Annual exhibition of automobiles in Toronto, Canada

The Canadian International AutoShow (CIAS) is Canada's largest auto show, held annually in February since 1974 in the Greater Toronto Area, Ontario. It draws an average of 300,000 visitors throughout its showing from Ontario and Western New York.

The Canadian International AutoShow exhibits over 1,000 cars, trucks, and SUVs as well as concept cars, exotics, classics, and alternative energy vehicles. It also rents booths to over 125 exhibitors promoting contests, products, services and even locally owned vehicles. The Toronto Star and Wheels.ca is the presenting Title Sponsor and Show Program Publisher of the show.

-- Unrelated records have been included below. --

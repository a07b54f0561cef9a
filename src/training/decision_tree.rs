//! Regression tree used as the gradient boosting base learner

use crate::error::{EvalError, Result};
use ndarray::{Array1, Array2};
use rayon::prelude::*;
use serde::{Deserialize, Serialize};

/// Decision tree node
#[derive(Debug, Clone, Serialize, Deserialize)]
pub enum TreeNode {
    /// Leaf node with prediction value
    Leaf { value: f64, n_samples: usize },
    /// Internal node with split
    Split {
        feature_idx: usize,
        threshold: f64,
        left: Box<TreeNode>,
        right: Box<TreeNode>,
        n_samples: usize,
    },
}

/// Least-squares regression tree
#[derive(Debug, Clone, Serialize, Deserialize)]
pub struct DecisionTree {
    root: Option<TreeNode>,
    /// Maximum depth
    pub max_depth: Option<usize>,
    /// Minimum samples to split
    pub min_samples_split: usize,
    /// Minimum samples in leaf
    pub min_samples_leaf: usize,
    n_features: usize,
    feature_importances: Option<Array1<f64>>,
}

impl Default for DecisionTree {
    fn default() -> Self {
        Self::new()
    }
}

/// Best split found for one feature: (feature, threshold, variance reduction)
type SplitCandidate = (usize, f64, f64);

impl DecisionTree {
    pub fn new() -> Self {
        Self {
            root: None,
            max_depth: None,
            min_samples_split: 2,
            min_samples_leaf: 1,
            n_features: 0,
            feature_importances: None,
        }
    }

    pub fn with_max_depth(mut self, depth: usize) -> Self {
        self.max_depth = Some(depth);
        self
    }

    pub fn with_min_samples_split(mut self, min_samples: usize) -> Self {
        self.min_samples_split = min_samples.max(2);
        self
    }

    pub fn with_min_samples_leaf(mut self, min_samples: usize) -> Self {
        self.min_samples_leaf = min_samples.max(1);
        self
    }

    /// Fit the tree to training data
    pub fn fit(&mut self, x: &Array2<f64>, y: &Array1<f64>) -> Result<&mut Self> {
        let n_samples = x.nrows();
        if n_samples != y.len() {
            return Err(EvalError::ShapeError {
                expected: format!("y length = {}", n_samples),
                actual: format!("y length = {}", y.len()),
            });
        }
        if n_samples == 0 {
            return Err(EvalError::TrainingError(
                "cannot fit a tree on zero samples".to_string(),
            ));
        }

        self.n_features = x.ncols();
        let mut importances = vec![0.0; self.n_features];
        let indices: Vec<usize> = (0..n_samples).collect();
        self.root = Some(self.build_tree(x, y, &indices, 0, &mut importances));

        let total: f64 = importances.iter().sum();
        if total > 0.0 {
            for imp in &mut importances {
                *imp /= total;
            }
        }
        self.feature_importances = Some(Array1::from_vec(importances));

        Ok(self)
    }

    fn build_tree(
        &self,
        x: &Array2<f64>,
        y: &Array1<f64>,
        indices: &[usize],
        depth: usize,
        importances: &mut [f64],
    ) -> TreeNode {
        let n_samples = indices.len();
        let leaf = || TreeNode::Leaf {
            value: mean_of(y, indices),
            n_samples,
        };

        let should_stop = n_samples < self.min_samples_split
            || n_samples < 2 * self.min_samples_leaf
            || self.max_depth.map_or(false, |d| depth >= d)
            || is_constant(y, indices);
        if should_stop {
            return leaf();
        }

        let Some((feature_idx, threshold, gain)) = self.find_best_split(x, y, indices) else {
            return leaf();
        };

        let (left_indices, right_indices): (Vec<usize>, Vec<usize>) = indices
            .iter()
            .partition(|&&i| x[[i, feature_idx]] <= threshold);

        importances[feature_idx] += gain * n_samples as f64;

        let left = Box::new(self.build_tree(x, y, &left_indices, depth + 1, importances));
        let right = Box::new(self.build_tree(x, y, &right_indices, depth + 1, importances));

        TreeNode::Split {
            feature_idx,
            threshold,
            left,
            right,
            n_samples,
        }
    }

    /// Sorted sweep per feature; features are scanned in parallel
    fn find_best_split(&self, x: &Array2<f64>, y: &Array1<f64>, indices: &[usize]) -> Option<SplitCandidate> {
        let n = indices.len() as f64;
        let total_sum: f64 = indices.iter().map(|&i| y[i]).sum();
        let total_sq: f64 = indices.iter().map(|&i| y[i] * y[i]).sum();
        let parent_impurity = total_sq / n - (total_sum / n).powi(2);
        let min_leaf = self.min_samples_leaf;

        let feature_results: Vec<Option<SplitCandidate>> = (0..self.n_features)
            .into_par_iter()
            .map(|feature_idx| {
                let mut order: Vec<usize> = indices.to_vec();
                order.sort_by(|&a, &b| {
                    x[[a, feature_idx]]
                        .partial_cmp(&x[[b, feature_idx]])
                        .unwrap_or(std::cmp::Ordering::Equal)
                });

                let mut left_sum = 0.0f64;
                let mut left_sq = 0.0f64;
                let mut best: Option<(f64, f64)> = None;

                for pos in 0..order.len() - 1 {
                    let yi = y[order[pos]];
                    left_sum += yi;
                    left_sq += yi * yi;

                    let left_count = pos + 1;
                    let right_count = order.len() - left_count;
                    if left_count < min_leaf || right_count < min_leaf {
                        continue;
                    }

                    let here = x[[order[pos], feature_idx]];
                    let next = x[[order[pos + 1], feature_idx]];
                    if next <= here {
                        continue;
                    }

                    let lc = left_count as f64;
                    let rc = right_count as f64;
                    let right_sum = total_sum - left_sum;
                    let right_sq = total_sq - left_sq;
                    let left_imp = left_sq / lc - (left_sum / lc).powi(2);
                    let right_imp = right_sq / rc - (right_sum / rc).powi(2);
                    let gain = parent_impurity - (lc * left_imp + rc * right_imp) / n;

                    if gain > best.map_or(1e-15, |(g, _)| g) {
                        best = Some((gain, (here + next) / 2.0));
                    }
                }

                best.map(|(gain, threshold)| (feature_idx, threshold, gain))
            })
            .collect();

        // First feature wins ties so results do not depend on scheduling
        feature_results
            .into_iter()
            .flatten()
            .fold(None, |acc: Option<SplitCandidate>, cand| match acc {
                Some(best) if best.2 >= cand.2 => Some(best),
                _ => Some(cand),
            })
    }

    /// Make predictions
    pub fn predict(&self, x: &Array2<f64>) -> Result<Array1<f64>> {
        let root = self.root.as_ref().ok_or(EvalError::ModelNotFitted)?;
        if x.ncols() != self.n_features {
            return Err(EvalError::ShapeError {
                expected: format!("{} features", self.n_features),
                actual: format!("{} features", x.ncols()),
            });
        }

        Ok(x.rows()
            .into_iter()
            .map(|row| {
                let mut node = root;
                loop {
                    match node {
                        TreeNode::Leaf { value, .. } => return *value,
                        TreeNode::Split { feature_idx, threshold, left, right, .. } => {
                            node = if row[*feature_idx] <= *threshold { &**left } else { &**right };
                        }
                    }
                }
            })
            .collect())
    }

    /// Normalized variance-reduction importances
    pub fn feature_importances(&self) -> Option<&Array1<f64>> {
        self.feature_importances.as_ref()
    }

    pub fn get_depth(&self) -> usize {
        fn depth(node: &TreeNode) -> usize {
            match node {
                TreeNode::Leaf { .. } => 1,
                TreeNode::Split { left, right, .. } => 1 + depth(left).max(depth(right)),
            }
        }
        self.root.as_ref().map_or(0, depth)
    }

    pub fn get_n_leaves(&self) -> usize {
        fn leaves(node: &TreeNode) -> usize {
            match node {
                TreeNode::Leaf { .. } => 1,
                TreeNode::Split { left, right, .. } => leaves(left) + leaves(right),
            }
        }
        self.root.as_ref().map_or(0, leaves)
    }
}

fn mean_of(y: &Array1<f64>, indices: &[usize]) -> f64 {
    if indices.is_empty() {
        return 0.0;
    }
    indices.iter().map(|&i| y[i]).sum::<f64>() / indices.len() as f64
}

fn is_constant(y: &Array1<f64>, indices: &[usize]) -> bool {
    match indices.first() {
        None => true,
        Some(&first) => indices.iter().all(|&i| (y[i] - y[first]).abs() < 1e-12),
    }
}
//! Data preprocessing module
//!
//! Feature standardization fit on the training partition and reused,
//! never refit, for every other partition.

mod scaler;

pub use scaler::{ScalerParams, ScalerState, StandardScaler};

The AutoShow was founded in 1974 by the Toronto Automobile Dealers Association. Originally it was held at the International Centre in Mississauga. Since 1986 it is held at the Metro Toronto Convention Centre in downtown Toronto. The event replaced the National Motor Show, which had been held until 1967 at the Exhibition Place's Automotive Building during the Canadian National Exhibition in the summer.

The 2021 and 2022 editions of the event were cancelled due to the COVID-19 pandemic.

The 2024 edition of the show highlighted electric vehicles, with an "Electric City" exhibit space, and indoor test track and outside test drives available. It was attended by 371,559 attendees, which was a record for attendance. 45 car companies displayed vehicles at the show.